Firmensitz von Exyte in Stuttgart, als das Unternehmen noch M+W hieß. Bild: Picture-Alliance

Der Stuttgarter Anlagenbauer Exyte will mit einem Börsengang bis zu 1 Milliarde Euro erlösen. Die ehemalige M+W Group wäre das vierte Unternehmen, das noch in diesem Jahr aufs Parkett will.

          Der Anlagenbauer Exyte AG (vormals M+W Group) strebt noch dieses Jahr an die Börse in Frankfurt. Es solle ein „bedeutender Minderheitsanteil“ abgegeben werden, teilte das in Stuttgart ansässige Unternehmen mit, bei dem der österreichische Milliardär Georg Stumpf bislang Alleinaktionär ist.

          Dieser übernahm im Jahr 2009 das Ruder bei der M+W Group, einer früheren Jenoptik-Tochtergesellschaft, . Das Unternehmen baut Fabriken für die Halbleiterindustrie, Datencenter und Produktionsanlagen für die Pharmabranche. Es hat über 4800 Mitarbeiter und firmiert seit August unter dem Namen Exyte.

          Big Data als Wachstumstreiber

          Nach Angaben aus Finanzkreisen wird ein Börsenwert von 2,5 bis 3 Milliarden Euro angepeilt. Stumpf wolle 25 bis 30 Prozent abgeben. Der Vorstandsvorsitzende ist seit 2017 der frühere Linde-Chef Wolfgang Büchele. „Das Geld aus dem Börsengang kommt unserer Mutter zugute“, sagte er.

          Das Unternehmen profitiere vom wachsenden Bedarf an Halbleitern etwa für Datencenter, Internet-Medien oder auch für das autonome Fahren. „Big Data wird für uns ein großer Wachstumstreiber werden. Die Menge an Daten nimmt zu, und dazu benötigt man Halbleiter, um die Informationen zu speichern.“ Der Anlagenbauer schätzt das jährliche Wachstum der Halbleiterbranche auf 7,5 Prozent. „Dafür werden neue Fertigungsstandorte benötigt.“ Zu den Kunden von Exyte zählen Halbleiter-Konzerne wie ASML, Infineon und Micron.

          Dividenden von Anfang an

          „Wir finanzieren unser Wachstum aus dem Cashflow“, sagte Büchele, der auch Vorsitzender des Ost-Ausschusses der Deutschen Wirtschaft ist. Exyte-Eigentümer Stumpf will laut Reuters im Oktober Aktien für bis zu eine Milliarde Euro auf den Markt bringen.

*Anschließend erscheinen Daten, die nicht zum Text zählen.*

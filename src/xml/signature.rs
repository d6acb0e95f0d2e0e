//! XML-DSig verification for signed SAML content (C3).
//!
//! Covers the enveloped-signature profile IdPs use for both `Response` and
//! bare `Assertion` elements: a `ds:Signature` child of the signed element
//! itself, with exactly one `ds:Reference` whose `URI` points back at that
//! same element by its `ID`. The reference-matching rule is not cosmetic —
//! it's what stops an attacker wrapping a validly-signed assertion inside an
//! attacker-controlled envelope and pointing the unsigned outer element at a
//! principal of their choosing (the classic XML signature wrapping attack).
//! We deliberately never fall back to "there is a signature somewhere in the
//! document" — the reference has to name the element we're actually about
//! to trust.

use rsa::pkcs1v15::{Signature as RsaSignature, VerifyingKey};
use rsa::signature::Verifier;
use rsa::RsaPublicKey;
use sha1::Sha1;
use sha2::Sha256;

use crate::error::ValidationErrorKind;
use crate::namespace::NS_DS;
use crate::xml::canon::{canonicalize, strip_enveloped_signature};
use crate::xml::tree::Element;

const TRANSFORM_ENVELOPED: &str = "http://www.w3.org/2000/09/xmldsig#enveloped-signature";
const TRANSFORM_EXC_C14N: &str = "http://www.w3.org/2001/10/xml-exc-c14n#";
const TRANSFORM_EXC_C14N_COMMENTS: &str = "http://www.w3.org/2001/10/xml-exc-c14n#WithComments";
const DIGEST_SHA1: &str = "http://www.w3.org/2000/09/xmldsig#sha1";
const DIGEST_SHA256: &str = "http://www.w3.org/2001/04/xmlenc#sha256";
const SIG_RSA_SHA1: &str = "http://www.w3.org/2000/09/xmldsig#rsa-sha1";
const SIG_RSA_SHA256: &str = "http://www.w3.org/2001/04/xmldsig-more#rsa-sha256";

/// A located but not-yet-verified signature: the parsed `SignedInfo`
/// subtree plus the pieces needed to recompute and compare a digest.
struct ParsedSignature<'a> {
    signed_info: &'a Element,
    digest_method: String,
    digest_value: Vec<u8>,
    signature_method: String,
    signature_value: Vec<u8>,
    reference_uri: String,
}

/// Verify that `element` carries a valid enveloped XML signature referring
/// to itself (`element`'s own `ID` attribute), against any one of
/// `candidate_keys`. Returns `Ok(())` on the first key that validates;
/// `Err(SignatureInvalid)` if every candidate fails or there are no
/// candidates, surfacing the more specific structural errors first.
pub fn verify_enveloped_signature(
    element: &Element,
    candidate_keys: &[RsaPublicKey],
) -> Result<(), ValidationErrorKind> {
    let signature_el = element
        .child_element(NS_DS, "Signature")
        .ok_or(ValidationErrorKind::NotSigned)?;

    let parsed = parse_signature(signature_el)?;

    let own_id = element
        .attr("ID")
        .ok_or_else(|| ValidationErrorKind::XmlMalformed("signed element has no ID".into()))?;
    let expected_uri = format!("#{own_id}");
    if parsed.reference_uri != expected_uri {
        return Err(ValidationErrorKind::ReferenceMismatch);
    }

    let stripped = strip_enveloped_signature(element);
    let canonical = canonicalize(&stripped);
    let actual_digest = digest(&parsed.digest_method, &canonical)?;
    if actual_digest != parsed.digest_value {
        return Err(ValidationErrorKind::SignatureInvalid);
    }

    let signed_info_canonical = canonicalize(parsed.signed_info);

    if candidate_keys.is_empty() {
        return Err(ValidationErrorKind::SignatureInvalid);
    }

    for key in candidate_keys {
        if verify_with_key(key, &parsed.signature_method, &signed_info_canonical, &parsed.signature_value)? {
            return Ok(());
        }
    }

    Err(ValidationErrorKind::SignatureInvalid)
}

fn parse_signature(signature_el: &Element) -> Result<ParsedSignature<'_>, ValidationErrorKind> {
    let signed_info = signature_el
        .child_element(NS_DS, "SignedInfo")
        .ok_or_else(|| ValidationErrorKind::XmlMalformed("Signature has no SignedInfo".into()))?;

    let references: Vec<&Element> = signed_info
        .child_elements()
        .filter(|e| e.is(NS_DS, "Reference"))
        .collect();
    if references.is_empty() {
        return Err(ValidationErrorKind::NoReference);
    }
    if references.len() > 1 {
        return Err(ValidationErrorKind::MultipleReferences);
    }
    let reference = references[0];

    let reference_uri = reference
        .attr("URI")
        .ok_or_else(|| ValidationErrorKind::XmlMalformed("Reference has no URI".into()))?
        .to_string();

    let transforms_el = reference
        .child_element(NS_DS, "Transforms")
        .ok_or_else(|| ValidationErrorKind::XmlMalformed("Reference has no Transforms".into()))?;
    for transform in transforms_el.child_elements().filter(|e| e.is(NS_DS, "Transform")) {
        let algorithm = transform.attr("Algorithm").unwrap_or_default();
        if algorithm != TRANSFORM_ENVELOPED
            && algorithm != TRANSFORM_EXC_C14N
            && algorithm != TRANSFORM_EXC_C14N_COMMENTS
        {
            return Err(ValidationErrorKind::DisallowedTransform(algorithm.to_string()));
        }
    }

    let digest_method_el = reference
        .child_element(NS_DS, "DigestMethod")
        .ok_or_else(|| ValidationErrorKind::XmlMalformed("Reference has no DigestMethod".into()))?;
    let digest_method = digest_method_el.attr("Algorithm").unwrap_or_default().to_string();

    let digest_value_el = reference
        .child_element(NS_DS, "DigestValue")
        .ok_or_else(|| ValidationErrorKind::XmlMalformed("Reference has no DigestValue".into()))?;
    let digest_value = base64::Engine::decode(&base64::engine::general_purpose::STANDARD, digest_value_el.text().replace(['\n', '\r', ' '], ""))
        .map_err(|_| ValidationErrorKind::XmlMalformed("DigestValue is not valid base64".into()))?;

    let signature_method_el = signed_info
        .child_element(NS_DS, "SignatureMethod")
        .ok_or_else(|| ValidationErrorKind::XmlMalformed("SignedInfo has no SignatureMethod".into()))?;
    let signature_method = signature_method_el.attr("Algorithm").unwrap_or_default().to_string();

    let signature_value_el = signature_el
        .child_element(NS_DS, "SignatureValue")
        .ok_or_else(|| ValidationErrorKind::XmlMalformed("Signature has no SignatureValue".into()))?;
    let signature_value = base64::Engine::decode(&base64::engine::general_purpose::STANDARD, signature_value_el.text().replace(['\n', '\r', ' '], ""))
        .map_err(|_| ValidationErrorKind::XmlMalformed("SignatureValue is not valid base64".into()))?;

    Ok(ParsedSignature {
        signed_info,
        digest_method,
        digest_value,
        signature_method,
        signature_value,
        reference_uri,
    })
}

fn digest(method: &str, data: &[u8]) -> Result<Vec<u8>, ValidationErrorKind> {
    use sha1::Sha1 as Sha1Digest;
    use sha2::{Digest, Sha256 as Sha256Digest};
    match method {
        DIGEST_SHA256 => Ok(Sha256Digest::digest(data).to_vec()),
        DIGEST_SHA1 => Ok(Sha1Digest::digest(data).to_vec()),
        other => Err(ValidationErrorKind::DisallowedTransform(other.to_string())),
    }
}

fn verify_with_key(
    key: &RsaPublicKey,
    method: &str,
    signed_info: &[u8],
    signature: &[u8],
) -> Result<bool, ValidationErrorKind> {
    let sig = RsaSignature::try_from(signature)
        .map_err(|_| ValidationErrorKind::SignatureInvalid)?;
    match method {
        SIG_RSA_SHA256 => {
            let verifying_key = VerifyingKey::<Sha256>::new(key.clone());
            Ok(verifying_key.verify(signed_info, &sig).is_ok())
        }
        SIG_RSA_SHA1 => {
            let verifying_key = VerifyingKey::<Sha1>::new(key.clone());
            Ok(verifying_key.verify(signed_info, &sig).is_ok())
        }
        _ => Err(ValidationErrorKind::Sha256NotRegistered),
    }
}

          Federführende Institute bei dem Börsengang sind die Bank of America Merrill Lynch und UBS. Das mittelständische Unternehmen strebt im zu Ende gehenden Jahr einen Umsatz von über 3,5 (2017: 2,4) Milliarden Euro an. Im ersten Halbjahr seien es 1,7 Milliarden Euro gewesen. Der Auftragseingang summierte sich von Januar bis Juni auf 3 Milliarden Euro.

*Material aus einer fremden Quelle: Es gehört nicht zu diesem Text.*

//! `EncryptedAssertion` decryption (C4).
//!
//! Wire shape this decrypts:
//!
//! ```xml
//! <saml:EncryptedAssertion>
//!   <xenc:EncryptedData>
//!     <xenc:CipherData><xenc:CipherValue>...</xenc:CipherValue></xenc:CipherData>
//!     <ds:KeyInfo>
//!       <xenc:EncryptedKey>
//!         <xenc:CipherData><xenc:CipherValue>...</xenc:CipherValue></xenc:CipherData>
//!       </xenc:EncryptedKey>
//!     </ds:KeyInfo>
//!   </xenc:EncryptedData>
//! </saml:EncryptedAssertion>
//! ```
//!
//! `EncryptedKey` is unwrapped with RSA-OAEP to recover a content-encryption
//! key, which then opens `CipherValue` with AES-GCM. Every candidate
//! decryption key in the ring is tried; a response is rejected only once
//! every candidate has failed to unwrap the key (key rollover means a
//! mid-rotation failure on an old key is expected and not itself fatal).

use aes_gcm::aead::{Aead, KeyInit};
use aes_gcm::{Aes128Gcm, Aes256Gcm, Nonce};
use rsa::Oaep;
use sha2::Sha256;
use tracing::{debug, warn};

use crate::crypto::keys::{DecryptionKey, KeyRing};
use crate::error::ValidationErrorKind;
use crate::namespace::{NS_DS, NS_XENC};
use crate::xml::tree::{parse_document, Element};

pub fn decrypt_assertion(
    encrypted_assertion: &Element,
    keys: &KeyRing<DecryptionKey>,
) -> Result<Element, ValidationErrorKind> {
    if keys.is_empty() {
        return Err(ValidationErrorKind::NoDecryptionKey);
    }

    let encrypted_data = encrypted_assertion
        .child_element(NS_XENC, "EncryptedData")
        .ok_or_else(|| ValidationErrorKind::XmlMalformed("no EncryptedData".into()))?;

    let content_cipher_value = base64_text(
        encrypted_data
            .child_element(NS_XENC, "CipherData")
            .and_then(|cd| cd.child_element(NS_XENC, "CipherValue"))
            .ok_or_else(|| ValidationErrorKind::XmlMalformed("EncryptedData has no CipherValue".into()))?,
    )?;

    let content_algorithm = encrypted_data
        .child_element(NS_XENC, "EncryptionMethod")
        .and_then(|m| m.attr("Algorithm"))
        .unwrap_or_default()
        .to_string();

    let encrypted_key_el = encrypted_data
        .child_element(NS_DS, "KeyInfo")
        .and_then(|ki| ki.child_element(NS_XENC, "EncryptedKey"))
        .ok_or_else(|| ValidationErrorKind::XmlMalformed("EncryptedData has no EncryptedKey".into()))?;

    let key_cipher_value = base64_text(
        encrypted_key_el
            .child_element(NS_XENC, "CipherData")
            .and_then(|cd| cd.child_element(NS_XENC, "CipherValue"))
            .ok_or_else(|| ValidationErrorKind::XmlMalformed("EncryptedKey has no CipherValue".into()))?,
    )?;

    debug!("attempting EncryptedAssertion decryption against {} candidate key(s)", keys.iter().count());
    let mut last_err = None;
    for (i, key) in keys.iter().enumerate() {
        match unwrap_and_decrypt(&key.0, &key_cipher_value, &content_cipher_value, &content_algorithm) {
            Ok(plaintext) => {
                let el = parse_document(&plaintext)
                    .map_err(|e| ValidationErrorKind::XmlMalformed(e.to_string()))?;
                debug!("EncryptedAssertion decrypted with candidate key {}", i);
                return Ok(el);
            }
            Err(e) => last_err = Some(e),
        }
    }
    warn!("EncryptedAssertion decryption failed against every candidate key");
    Err(last_err.unwrap_or(ValidationErrorKind::DecryptionFailed))
}

fn unwrap_and_decrypt(
    private_key: &rsa::RsaPrivateKey,
    key_cipher_value: &[u8],
    content_cipher_value: &[u8],
    content_algorithm: &str,
) -> Result<Vec<u8>, ValidationErrorKind> {
    let padding = Oaep::new::<Sha256>();
    let content_key = private_key
        .decrypt(padding, key_cipher_value)
        .map_err(|_| ValidationErrorKind::DecryptionFailed)?;

    // GCM-mode ciphertexts here are laid out nonce (12 bytes) || ciphertext+tag,
    // the convention this crate uses for its own `CipherValue` framing since
    // plain XML-ENC AES-GCM-CBC framing isn't standardized the way CBC is.
    if content_cipher_value.len() < 12 {
        return Err(ValidationErrorKind::DecryptionFailed);
    }
    let (nonce_bytes, ciphertext) = content_cipher_value.split_at(12);
    let nonce = Nonce::from_slice(nonce_bytes);

    match content_algorithm {
        "http://www.w3.org/2009/xmlenc11#aes128-gcm" => {
            let cipher = Aes128Gcm::new_from_slice(&content_key)
                .map_err(|_| ValidationErrorKind::DecryptionFailed)?;
            cipher
                .decrypt(nonce, ciphertext)
                .map_err(|_| ValidationErrorKind::DecryptionFailed)
        }
        "http://www.w3.org/2009/xmlenc11#aes256-gcm" | "" => {
            let cipher = Aes256Gcm::new_from_slice(&content_key)
                .map_err(|_| ValidationErrorKind::DecryptionFailed)?;
            cipher
                .decrypt(nonce, ciphertext)
                .map_err(|_| ValidationErrorKind::DecryptionFailed)
        }
        _ => Err(ValidationErrorKind::DecryptionFailed),
    }
}

fn base64_text(el: &Element) -> Result<Vec<u8>, ValidationErrorKind> {
    base64::Engine::decode(
        &base64::engine::general_purpose::STANDARD,
        el.text().replace(['\n', '\r', ' '], ""),
    )
    .map_err(|_| ValidationErrorKind::XmlMalformed("CipherValue is not valid base64".into()))
}

#[cfg(test)]
mod tests {
    use super::*;
    use crate::crypto::keys::KeyRing;
    use aes_gcm::aead::OsRng as AesOsRng;
    use rsa::RsaPrivateKey;

    fn encrypt_fixture(plaintext: &[u8], public: &rsa::RsaPublicKey) -> (Vec<u8>, Vec<u8>) {
        let content_key_bytes: [u8; 32] = {
            use aes_gcm::aead::rand_core::RngCore;
            let mut k = [0u8; 32];
            AesOsRng.fill_bytes(&mut k);
            k
        };
        let cipher = Aes256Gcm::new_from_slice(&content_key_bytes).unwrap();
        let mut nonce_bytes = [0u8; 12];
        {
            use aes_gcm::aead::rand_core::RngCore;
            AesOsRng.fill_bytes(&mut nonce_bytes);
        }
        let nonce = Nonce::from_slice(&nonce_bytes);
        let mut ciphertext = cipher.encrypt(nonce, plaintext).unwrap();
        let mut framed = nonce_bytes.to_vec();
        framed.append(&mut ciphertext);

        let mut rng = rand::thread_rng();
        let padding = Oaep::new::<Sha256>();
        let wrapped_key = public.encrypt(&mut rng, padding, &content_key_bytes).unwrap();

        (wrapped_key, framed)
    }

    #[test]
    fn decrypts_with_matching_key() {
        let mut rng = rand::thread_rng();
        let private = RsaPrivateKey::new(&mut rng, 2048).unwrap();
        let public = private.to_public_key();

        let plaintext = br#"<saml:Assertion xmlns:saml="urn:oasis:names:tc:SAML:2.0:assertion" ID="_x"/>"#;
        let (wrapped_key, framed_content) = encrypt_fixture(plaintext, &public);

        let xml = format!(
            r#"<saml:EncryptedAssertion xmlns:saml="urn:oasis:names:tc:SAML:2.0:assertion" xmlns:xenc="{xenc}" xmlns:ds="{ds}">
                <xenc:EncryptedData>
                    <xenc:EncryptionMethod Algorithm="http://www.w3.org/2009/xmlenc11#aes256-gcm"/>
                    <xenc:CipherData><xenc:CipherValue>{content}</xenc:CipherValue></xenc:CipherData>
                    <ds:KeyInfo>
                        <xenc:EncryptedKey>
                            <xenc:CipherData><xenc:CipherValue>{key}</xenc:CipherValue></xenc:CipherData>
                        </xenc:EncryptedKey>
                    </ds:KeyInfo>
                </xenc:EncryptedData>
            </saml:EncryptedAssertion>"#,
            xenc = NS_XENC,
            ds = NS_DS,
            content = base64::Engine::encode(&base64::engine::general_purpose::STANDARD, &framed_content),
            key = base64::Engine::encode(&base64::engine::general_purpose::STANDARD, &wrapped_key),
        );

        let el = parse_document(xml.as_bytes()).unwrap();
        let keys = KeyRing::new(vec![DecryptionKey(private)]);
        let decrypted = decrypt_assertion(&el, &keys).unwrap();
        assert!(decrypted.is("urn:oasis:names:tc:SAML:2.0:assertion", "Assertion"));
    }

    #[test]
    fn fails_when_no_candidate_key_matches() {
        let mut rng = rand::thread_rng();
        let private = RsaPrivateKey::new(&mut rng, 2048).unwrap();
        let public = private.to_public_key();
        let other_private = RsaPrivateKey::new(&mut rng, 2048).unwrap();

        let plaintext = br#"<saml:Assertion xmlns:saml="urn:oasis:names:tc:SAML:2.0:assertion" ID="_x"/>"#;
        let (wrapped_key, framed_content) = encrypt_fixture(plaintext, &public);

        let xml = format!(
            r#"<saml:EncryptedAssertion xmlns:saml="urn:oasis:names:tc:SAML:2.0:assertion" xmlns:xenc="{xenc}" xmlns:ds="{ds}">
                <xenc:EncryptedData>
                    <xenc:EncryptionMethod Algorithm="http://www.w3.org/2009/xmlenc11#aes256-gcm"/>
                    <xenc:CipherData><xenc:CipherValue>{content}</xenc:CipherValue></xenc:CipherData>
                    <ds:KeyInfo>
                        <xenc:EncryptedKey>
                            <xenc:CipherData><xenc:CipherValue>{key}</xenc:CipherValue></xenc:CipherData>
                        </xenc:EncryptedKey>
                    </ds:KeyInfo>
                </xenc:EncryptedData>
            </saml:EncryptedAssertion>"#,
            xenc = NS_XENC,
            ds = NS_DS,
            content = base64::Engine::encode(&base64::engine::general_purpose::STANDARD, &framed_content),
            key = base64::Engine::encode(&base64::engine::general_purpose::STANDARD, &wrapped_key),
        );

        let el = parse_document(xml.as_bytes()).unwrap();
        let keys = KeyRing::new(vec![DecryptionKey(other_private)]);
        assert!(decrypt_assertion(&el, &keys).is_err());
    }

    #[test]
    fn fails_with_no_keys_configured() {
        let el = parse_document(
            format!(
                r#"<saml:EncryptedAssertion xmlns:saml="urn:oasis:names:tc:SAML:2.0:assertion" xmlns:xenc="{}"><xenc:EncryptedData/></saml:EncryptedAssertion>"#,
                NS_XENC
            )
            .as_bytes(),
        )
        .unwrap();
        let keys: KeyRing<DecryptionKey> = KeyRing::new(vec![]);
        assert_eq!(
            decrypt_assertion(&el, &keys),
            Err(ValidationErrorKind::NoDecryptionKey)
        );
    }
}
//! Assertion replay detection (C8): a separate concern from the
//! pending-request correlation table in `pending.rs`. That table guards
//! against the same *response* being delivered twice; this one guards
//! against the same *assertion* being presented twice, which matters
//! independently whenever an assertion is forwarded, cached, or replayed
//! outside the request/response round-trip it originally arrived in (or
//! simply carries `saml:OneTimeUse`, which makes this check mandatory rather
//! than defense-in-depth).

use std::time::Duration;

use moka::sync::Cache;
use tracing::debug;

use crate::id::Saml2Id;

pub trait AssertionReplayStore: Send + Sync {
    /// Record that `id` has now been presented. Returns `true` the first
    /// time an id is seen and `false` on every subsequent call for the same
    /// id — the caller should treat `false` as a replay.
    fn mark_used(&self, id: &Saml2Id) -> bool;
}

/// An in-process, TTL-evicting record of presented assertion IDs backed by
/// `moka`. `ttl` should comfortably outlive the longest `NotOnOrAfter`
/// window any IdP in use issues, since an entry expiring early would let a
/// captured assertion be replayed after its tracked window closes but
/// before its actual validity window does.
pub struct InMemoryAssertionReplayStore {
    cache: Cache<String, ()>,
}

impl InMemoryAssertionReplayStore {
    pub fn new(ttl: Duration) -> Self {
        Self {
            cache: Cache::builder().time_to_live(ttl).build(),
        }
    }
}

impl Default for InMemoryAssertionReplayStore {
    fn default() -> Self {
        Self::new(Duration::from_secs(15 * 60))
    }
}

impl AssertionReplayStore for InMemoryAssertionReplayStore {
    fn mark_used(&self, id: &Saml2Id) -> bool {
        let entry = self.cache.entry(id.as_str().to_string()).or_insert_with(|| ());
        if !entry.is_fresh() {
            debug!("assertion {:?} already presented once, rejecting as replayed", id);
        }
        entry.is_fresh()
    }
}

#[cfg(test)]
mod tests {
    use super::*;

    #[test]
    fn first_presentation_is_accepted_and_second_is_rejected() {
        let store = InMemoryAssertionReplayStore::default();
        let id = Saml2Id::parse("_a1").unwrap();
        assert!(store.mark_used(&id));
        assert!(!store.mark_used(&id));
    }

    #[test]
    fn distinct_ids_do_not_interfere() {
        let store = InMemoryAssertionReplayStore::default();
        assert!(store.mark_used(&Saml2Id::parse("_a1").unwrap()));
        assert!(store.mark_used(&Saml2Id::parse("_a2").unwrap()));
    }

    #[test]
    fn entries_expire_after_their_ttl() {
        let store = InMemoryAssertionReplayStore::new(Duration::from_millis(10));
        let id = Saml2Id::parse("_a1").unwrap();
        assert!(store.mark_used(&id));
        std::thread::sleep(Duration::from_millis(100));
        store.cache.run_pending_tasks();
        assert!(store.mark_used(&id));
    }
}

          Das um Sondereffekte bereinigte Betriebsergebnis soll 2018 auf mehr als 160 (108) Millionen Euro steigen, nach sechs Monaten waren es 82 Millionen. Finanzkreisen zufolge will Exyte 25 bis 30 Prozent des Nettogewinns als Dividende ausschütten.

          Für künftiges Wachstum kann sich Büchele auch kleinere Zukäufe vorstellen, um vorhandene Geschäftsfelder abzurunden. Exyte strebt die Aufnahme im Prime Standard an. Somit wären es vier Parkettgänge in Frankfurt, die noch in diesem Jahr über die Bühne gehen sollen. Bislang waren der Online-Möbelhändler Westwing, der Elektroroller-Hersteller Govecs und der Bahn- und Lastwagen-Zulieferer Knorr-Bremse angekündigt.

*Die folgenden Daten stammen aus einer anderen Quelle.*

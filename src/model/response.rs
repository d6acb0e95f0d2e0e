//! The `samlp:Response` data model (C5).

use chrono::{DateTime, Utc};

use crate::error::XmlError;
use crate::id::{parse_issue_instant, Saml2Id};
use crate::namespace::{Saml2StatusCode, NS_ASSERTION, NS_PROTOCOL};
use crate::xml::tree::Element;

use super::assertion::Assertion;

#[derive(Debug, Clone, PartialEq, Eq)]
pub struct Status {
    pub code: Saml2StatusCode,
    pub second_level_code: Option<String>,
    pub message: Option<String>,
}

/// Either an assertion that's already in the clear, or one this core hasn't
/// decrypted yet. Kept as a sum type rather than eagerly decrypting at
/// parse time, since decryption needs key material the parser doesn't have.
#[derive(Debug, Clone, PartialEq, Eq)]
pub enum ResponseAssertion {
    Plaintext(Assertion),
    Encrypted(Element),
}

#[derive(Debug, Clone, PartialEq, Eq)]
pub struct Response {
    pub id: Saml2Id,
    pub in_response_to: Option<String>,
    pub issue_instant: DateTime<Utc>,
    pub destination: Option<String>,
    pub issuer: Option<String>,
    pub status: Status,
    pub assertions: Vec<ResponseAssertion>,
    /// The root element this was parsed from, retained so the signature
    /// verifier can canonicalize the *original* bytes rather than a
    /// reconstruction of this struct.
    pub root: Element,
}

impl Response {
    pub fn from_element(el: &Element) -> Result<Self, XmlError> {
        if !el.is(NS_PROTOCOL, "Response") {
            return Err(XmlError::UnexpectedElement {
                expected_ns: NS_PROTOCOL.to_string(),
                expected_local: "Response".to_string(),
                found_ns: el.namespace.clone().unwrap_or_default(),
                found_local: el.local_name.clone(),
            });
        }

        let id = Saml2Id::parse(
            el.attr("ID")
                .ok_or_else(|| XmlError::MissingAttribute("ID".into()))?,
        )?;
        let in_response_to = el.attr("InResponseTo").map(str::to_string);
        let issue_instant = parse_issue_instant(
            el.attr("IssueInstant")
                .ok_or_else(|| XmlError::MissingAttribute("IssueInstant".into()))?,
        )?;
        let destination = el.attr("Destination").map(str::to_string);
        let issuer = el
            .child_element(NS_ASSERTION, "Issuer")
            .map(|e| e.text());

        let status_el = el
            .child_element(NS_PROTOCOL, "Status")
            .ok_or_else(|| XmlError::MissingElement("Status".into()))?;
        let status = parse_status(status_el)?;

        let mut assertions = Vec::new();
        for child in el.child_elements() {
            if child.is(NS_ASSERTION, "Assertion") {
                assertions.push(ResponseAssertion::Plaintext(Assertion::from_element(child)?));
            } else if child.is(NS_ASSERTION, "EncryptedAssertion") {
                assertions.push(ResponseAssertion::Encrypted(child.clone()));
            }
        }

        Ok(Response {
            id,
            in_response_to,
            issue_instant,
            destination,
            issuer,
            status,
            assertions,
            root: el.clone(),
        })
    }

    pub fn is_success(&self) -> bool {
        self.status.code == Saml2StatusCode::Success
    }
}

fn parse_status(el: &Element) -> Result<Status, XmlError> {
    let status_code_el = el
        .child_element(NS_PROTOCOL, "StatusCode")
        .ok_or_else(|| XmlError::MissingElement("StatusCode".into()))?;
    let uri = status_code_el
        .attr("Value")
        .ok_or_else(|| XmlError::MissingAttribute("Value".into()))?;
    let code = Saml2StatusCode::from_uri(uri).ok_or_else(|| XmlError::UnknownStatusCode(uri.to_string()))?;

    let second_level_code = status_code_el
        .child_element(NS_PROTOCOL, "StatusCode")
        .and_then(|nested| nested.attr("Value"))
        .map(str::to_string);

    let message = el
        .child_element(NS_PROTOCOL, "StatusMessage")
        .map(|e| e.text());

    Ok(Status {
        code,
        second_level_code,
        message,
    })
}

          Gegründet wurde M+W im Jahr 1912 von Karl Meissner und Paul Wurst. In den sechziger Jahren wurde mit der Entwicklung der Reinraumtechnologie gestartet. Die ist heute noch wichtige Grundlage für den Bau der Halbleiterfabriken. Konkurrenten der Stuttgarter sind Unternehmen, die ihre Fabriken bauen, beispielsweise Samsung. Exyte ist in mehr als 20 Ländern aktiv. Kleines und aufwendiges Regionalgeschäft wurde aufgegeben.